Danke für diese Information !
Denn auch wenn die gesellschaftliche Entwicklung schon so weit vorangekommen ist, daß der Begriff Inklusion bei Diskussionen rund um die Belange von behinderten Menschen genutzt wird, ist der Begriff noch nicht "amtlich", solange er nicht in den Gesetzen verankert wird .

Ein wesentlicher Grund dafür, daß der Begriff Inklusion noch nicht in den deutschen Gesetzen verankert wurde, sind wahrscheinlich bereits die fehlenden Begriffe , Assistenz und Inklusion, in der Deutschübersetzung der UN-BRK .

Man kann davon ausgehen, daß auch verhaltensgestöhrte oder sogenannte "geistig behinderte" Menschen, weniger stöhren(auf dieser Welt) wenn sie inklusiv mit persönlicher Assistenz teilhaben und sie damit vorallem die Möglichkeit haben, sich am Verhalten von Nichtbehinderten zu orientieren und nicht länger unter sich bleiben müssen .Denn jeder Mensch spürt, wenn er nicht mitten in der Gesellschaft dazu gehören darf und fühlt sich sicherlich nicht sonderlich wohl dabei .
Daher ist die derzeitige Situation sehr Unfair, gerade gegenüber den schwächsten dieser Gesellschaft .

Von Dagmar B

Zitat:

Am Beispiel Bildung werde das besonders deutlich. Hier werde der Begriff „integrativ" nicht mehr im Zusammenhang mit der Beschulung behinderter Kinder verwendet.

Stimmt,entweder wird jede noch so schlechte Integration inzwischen Inklusion genannt,oder es gibt das Monster der Sparinklusion,die drann schuld ist,das nunmehr verhaltensauffaellige,geistig behinderte und lernschwache Kinder die gesunden Kinder beim Lernen stoeren.
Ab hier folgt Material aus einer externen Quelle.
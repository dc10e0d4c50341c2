// SPDX-License-Identifier: MIT
// Copyright 2026 FocusFlow contributors

//! HTTP route handlers.

pub mod agent;
pub mod sessions;

use crate::middleware::auth::require_auth;
use crate::AppState;
use axum::http::{header, Method};
use axum::{middleware, routing::get, Json, Router};
use serde::Serialize;
use std::sync::Arc;
use tower_http::cors::CorsLayer;
use tower_http::trace::{DefaultMakeSpan, DefaultOnResponse, TraceLayer};
use tracing::Level;

#[derive(Serialize)]
pub struct HealthResponse {
    pub status: String,
    pub build_id: String,
}

/// Health check response
async fn health_check() -> Json<HealthResponse> {
    let build_id = option_env!("BUILD_ID").unwrap_or("unknown").to_string();
    Json(HealthResponse {
        status: "ok".to_string(),
        build_id,
    })
}

/// Build the complete router with all routes.
pub fn create_router(state: Arc<AppState>) -> Router {
    // CORS layer - allow requests from frontend URL and localhost (for dev)
    let frontend_url = state.config.frontend_url.clone();
    let cors = CorsLayer::new()
        .allow_origin(tower_http::cors::AllowOrigin::predicate(
            move |origin: &axum::http::HeaderValue, _request_parts: &axum::http::request::Parts| {
                let origin_str = origin.to_str().unwrap_or("");
                origin_str == frontend_url
                    || origin_str.starts_with("http://localhost")
                    || origin_str.starts_with("http://127.0.0.1")
            },
        ))
        .allow_credentials(true)
        .allow_methods([
            Method::GET,
            Method::POST,
            Method::PUT,
            Method::DELETE,
            Method::OPTIONS,
        ])
        .allow_headers([header::CONTENT_TYPE, header::AUTHORIZATION, header::ACCEPT]);

    // Public routes (no auth required)
    let public_routes = Router::new().route("/health", get(health_check));

    // Protected routes (auth required)
    let protected_routes = sessions::routes()
        .merge(agent::routes())
        .route_layer(middleware::from_fn_with_state(state.clone(), require_auth));

    Router::new()
        .merge(public_routes)
        .merge(protected_routes)
        .layer(middleware::from_fn(
            crate::middleware::security::add_security_headers,
        ))
        .layer(cors)
        .layer(
            TraceLayer::new_for_http()
                .make_span_with(DefaultMakeSpan::new().level(Level::INFO))
                .on_response(DefaultOnResponse::new().level(Level::INFO)),
        )
        .with_state(state)
}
Sehr geehrte Frau Bentele, was auf der Packung steht,ist egal,wichtig ist der Inhalt.
Und dem Medium Kobinet zu folge,muß man demnaechst damit rechnen,das aus lauter Selbstbestimmtheitsdusel,das Kindergeld fuer schwerbehinderte Mneschen abgeschafft wird,weil der Name nicht passend ist und alle egal wie schwer behinderten Menschen auf dem ersten Arbeitsmarkt arbeiten,weil die Eingliederungshilfe nicht zeitgemaeß ist.
Mein Vorschlag waere,das man auch aus dem Behindertenausweis das H streicht,damit keiner auf die Idee kommt,es wuerde tatsaechlich sowas wie hilflose Menschen geben.
Von Inklusion sind wir Lichtjahre entfernt,und es waere ein erster Schrit,das Wort nicht dauerhaft zu mißbrauchen ,nicht zu sinnentleeren oder als Werbung draufzuschreiben,wenn das Gegenteil drinn ist.